The boys from The Verge sat down with Motorola Mobility CEO Sanjay Jha, who expressed some interesting thoughts on various aspects of the wireless market. One of the notable comments by Jha mentioned that Motorola wants to make fewer pieces of hardware in the future. This goes against the current grain of hardware manufacturers pumping out Android phones like they are going out of style.
Behind this decision is Jha’s wish to see Motorola Mobility better focused on putting Motorola’s marketing dollars to work. When The Verge pressed further, highlighting that the DROID BIONIC and DROID BIONIC were parts of Jha’s famous “incremental innovation” philosophy, Jha defended both handsets by saying the BIONIC had been delayed well beyond it’s original release date.
On a separate note, Jha spoke out about the conflict between the “stock Android device” and the business relationship between manufacturers and the carriers. “Verizon and AT&T don’t want seven stock ICS devices on their shelves,” insisted Jha. Following up on that thought, Jha said his company “has to make money” and that Motorola or similar manufactures can’t profit on a device that isn’t differentiated. “The vast majority of the changes we make to the OS are to meet the requirements that carriers have.”
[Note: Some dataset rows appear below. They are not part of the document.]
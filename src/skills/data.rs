//! Skill content pool.

#![allow(dead_code)]

use super::types::{SkillArchetype, SkillEffect};
use crate::core::rarity::Rarity;

/// Returns every summonable skill.
pub fn skill_pool() -> Vec<SkillArchetype> {
    vec![
        // Common
        SkillArchetype {
            id: "iron-grip",
            name: "Iron Grip",
            rarity: Rarity::Common,
            effect: SkillEffect::FlatPower,
            base_value: 10.0,
        },
        SkillArchetype {
            id: "field-rations",
            name: "Field Rations",
            rarity: Rarity::Common,
            effect: SkillEffect::FlatHealth,
            base_value: 40.0,
        },
        SkillArchetype {
            id: "light-boots",
            name: "Light Boots",
            rarity: Rarity::Common,
            effect: SkillEffect::FlatSpeed,
            base_value: 4.0,
        },
        // Rare
        SkillArchetype {
            id: "overcharge",
            name: "Overcharge",
            rarity: Rarity::Rare,
            effect: SkillEffect::FlatPower,
            base_value: 18.0,
        },
        SkillArchetype {
            id: "plated-vest",
            name: "Plated Vest",
            rarity: Rarity::Rare,
            effect: SkillEffect::FlatHealth,
            base_value: 80.0,
        },
        SkillArchetype {
            id: "scavengers-eye",
            name: "Scavenger's Eye",
            rarity: Rarity::Rare,
            effect: SkillEffect::PercentCreditsGain,
            base_value: 5.0,
        },
        // Epic
        SkillArchetype {
            id: "focus-matrix",
            name: "Focus Matrix",
            rarity: Rarity::Epic,
            effect: SkillEffect::PercentPower,
            base_value: 6.0,
        },
        SkillArchetype {
            id: "reinforced-frame",
            name: "Reinforced Frame",
            rarity: Rarity::Epic,
            effect: SkillEffect::PercentHealth,
            base_value: 8.0,
        },
        SkillArchetype {
            id: "data-siphon",
            name: "Data Siphon",
            rarity: Rarity::Epic,
            effect: SkillEffect::PercentXpGain,
            base_value: 6.0,
        },
        // Legendary
        SkillArchetype {
            id: "quantum-edge",
            name: "Quantum Edge",
            rarity: Rarity::Legendary,
            effect: SkillEffect::PercentPower,
            base_value: 10.0,
        },
        SkillArchetype {
            id: "bulwark-protocol",
            name: "Bulwark Protocol",
            rarity: Rarity::Legendary,
            effect: SkillEffect::PercentHealth,
            base_value: 12.0,
        },
        SkillArchetype {
            id: "credit-harvester",
            name: "Credit Harvester",
            rarity: Rarity::Legendary,
            effect: SkillEffect::PercentCreditsGain,
            base_value: 12.0,
        },
        // Mythic
        SkillArchetype {
            id: "singularity-core",
            name: "Singularity Core",
            rarity: Rarity::Mythic,
            effect: SkillEffect::PercentPower,
            base_value: 15.0,
        },
        SkillArchetype {
            id: "ascendant-sync",
            name: "Ascendant Sync",
            rarity: Rarity::Mythic,
            effect: SkillEffect::PercentXpGain,
            base_value: 15.0,
        },
    ]
}

/// Looks up one skill by its stable ID.
pub fn get_skill(id: &str) -> Option<SkillArchetype> {
    skill_pool().into_iter().find(|s| s.id == id)
}

/// All pool entries of the given rarity.
pub fn skills_of_rarity(rarity: Rarity) -> Vec<SkillArchetype> {
    skill_pool()
        .into_iter()
        .filter(|s| s.rarity == rarity)
        .collect()
}

#[cfg(test)]
mod tests {
    use super::*;

    #[test]
    fn test_pool_covers_every_rarity() {
        for rarity in Rarity::ALL {
            assert!(
                !skills_of_rarity(rarity).is_empty(),
                "no skills at {:?}",
                rarity
            );
        }
    }

    #[test]
    fn test_pool_covers_every_effect() {
        let pool = skill_pool();
        for effect in [
            SkillEffect::FlatPower,
            SkillEffect::FlatHealth,
            SkillEffect::FlatSpeed,
            SkillEffect::PercentPower,
            SkillEffect::PercentHealth,
            SkillEffect::PercentCreditsGain,
            SkillEffect::PercentXpGain,
        ] {
            assert!(
                pool.iter().any(|s| s.effect == effect),
                "no skill with {:?}",
                effect
            );
        }
    }

    #[test]
    fn test_pool_ids_are_unique() {
        let pool = skill_pool();
        for (i, a) in pool.iter().enumerate() {
            for b in &pool[i + 1..] {
                assert_ne!(a.id, b.id);
            }
        }
    }
}
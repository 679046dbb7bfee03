//! Skill system: archetypes, owned instances, and the equip loadout.

pub mod data;
pub mod loadout;
pub mod types;

pub use loadout::*;
pub use types::*;
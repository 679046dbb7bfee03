#![allow(dead_code)]
use crate::core::constants::*;
use crate::core::curves::linear_ramp;
use crate::core::rarity::Rarity;
use crate::core::xp::{apply_xp, LevelUpReport, XpKind, XpState};
use serde::{Deserialize, Serialize};

/// What an equipped skill does to the player.
///
/// Flat and percent effects mutate stat totals during recalculation;
/// the two gain effects are summed by loadout accessors and applied to
/// stage rewards instead.
#[derive(Debug, Clone, Copy, PartialEq, Eq, Serialize, Deserialize)]
pub enum SkillEffect {
    FlatPower,
    FlatHealth,
    FlatSpeed,
    PercentPower,
    PercentHealth,
    PercentCreditsGain,
    PercentXpGain,
}

impl SkillEffect {
    pub fn is_flat(&self) -> bool {
        matches!(
            self,
            SkillEffect::FlatPower | SkillEffect::FlatHealth | SkillEffect::FlatSpeed
        )
    }

    pub fn is_stat_percent(&self) -> bool {
        matches!(self, SkillEffect::PercentPower | SkillEffect::PercentHealth)
    }
}

/// Static skill definition from the content pool.
#[derive(Debug, Clone)]
pub struct SkillArchetype {
    /// Stable identifier used for dupe detection and saves.
    pub id: &'static str,
    pub name: &'static str,
    pub rarity: Rarity,
    pub effect: SkillEffect,
    pub base_value: f64,
}

/// Level multiplier on a skill's effect: `1 + (level/100)^1.25`, unclamped.
pub fn level_multiplier(level: u32) -> f64 {
    1.0 + f64::powf(
        level as f64 / SKILL_LEVEL_MULT_DIVISOR,
        SKILL_LEVEL_MULT_EXPONENT,
    )
}

/// An owned skill: archetype snapshot plus its own XP ledger.
#[derive(Debug, Clone, Serialize, Deserialize)]
pub struct SkillInstance {
    pub archetype_id: String,
    pub name: String,
    pub rarity: Rarity,
    pub effect: SkillEffect,
    pub base_value: f64,
    pub xp: XpState,
}

impl SkillInstance {
    pub fn from_archetype(archetype: &SkillArchetype) -> Self {
        SkillInstance {
            archetype_id: archetype.id.to_string(),
            name: archetype.name.to_string(),
            rarity: archetype.rarity,
            effect: archetype.effect,
            base_value: archetype.base_value,
            xp: XpState::new(XpKind::Growth),
        }
    }

    pub fn level(&self) -> u32 {
        self.xp.level
    }

    /// Current strength of the skill's effect. Rarity is applied here and
    /// nowhere else; the slow level multiplier stacks with a linear growth
    /// ramp that tops out at level 50.
    pub fn effective_value(&self) -> f64 {
        let rarity_mult = SKILL_RARITY_MULTIPLIERS[self.rarity.index()];
        let growth = linear_ramp(self.level(), SKILL_GROWTH_MAX_LEVEL, SKILL_GROWTH_PEAK);
        self.base_value * rarity_mult * level_multiplier(self.level()) * growth
    }

    pub fn add_xp(&mut self, amount: u64) -> LevelUpReport {
        apply_xp(&mut self.xp, XpKind::Growth, amount)
    }
}
//! Gacha orchestrators: the quantum gate and the two summon machines.

pub mod gate;
pub mod summon;

pub use gate::*;
pub use summon::*;
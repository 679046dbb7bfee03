//! Headless balance simulator for Monte Carlo analysis.
//!
//! Run many seeded playthroughs to analyze:
//! - Stage and level pacing over a simulated day
//! - Currency drop income and gacha spend patterns
//! - Gate ladder climb rate against player level
//!
//! The simulator drives the real `run_tick()` loop, so results match
//! actual gameplay behavior.

mod config;
mod report;
mod runner;

pub use config::SimConfig;
pub use report::{RunStats, SimReport};
pub use runner::run_simulation;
I take issue with this last statement, if Jha really wants to focus on differentiation, he’ll do it through hardware as Motorola Mobility did with the DROID RAZR. The DROID RAZR doesn’t stand out because of its software, it does so because of its unique form factor and build quality. A customer walking into a Verizon Wireless store will be drawn to the DROID RAZR because of that form factor, not because they see a pretty interface. It often appears that the manufacturers and carriers are truly out of touch with what their customer base wants with the Android experience, at least in terms of the overlay. After all, Motorola did dump MotoBLUR in its original build based on customer feedback. Who remembers the Motorola CLIQ? Who loved MotoBLUR on that phone?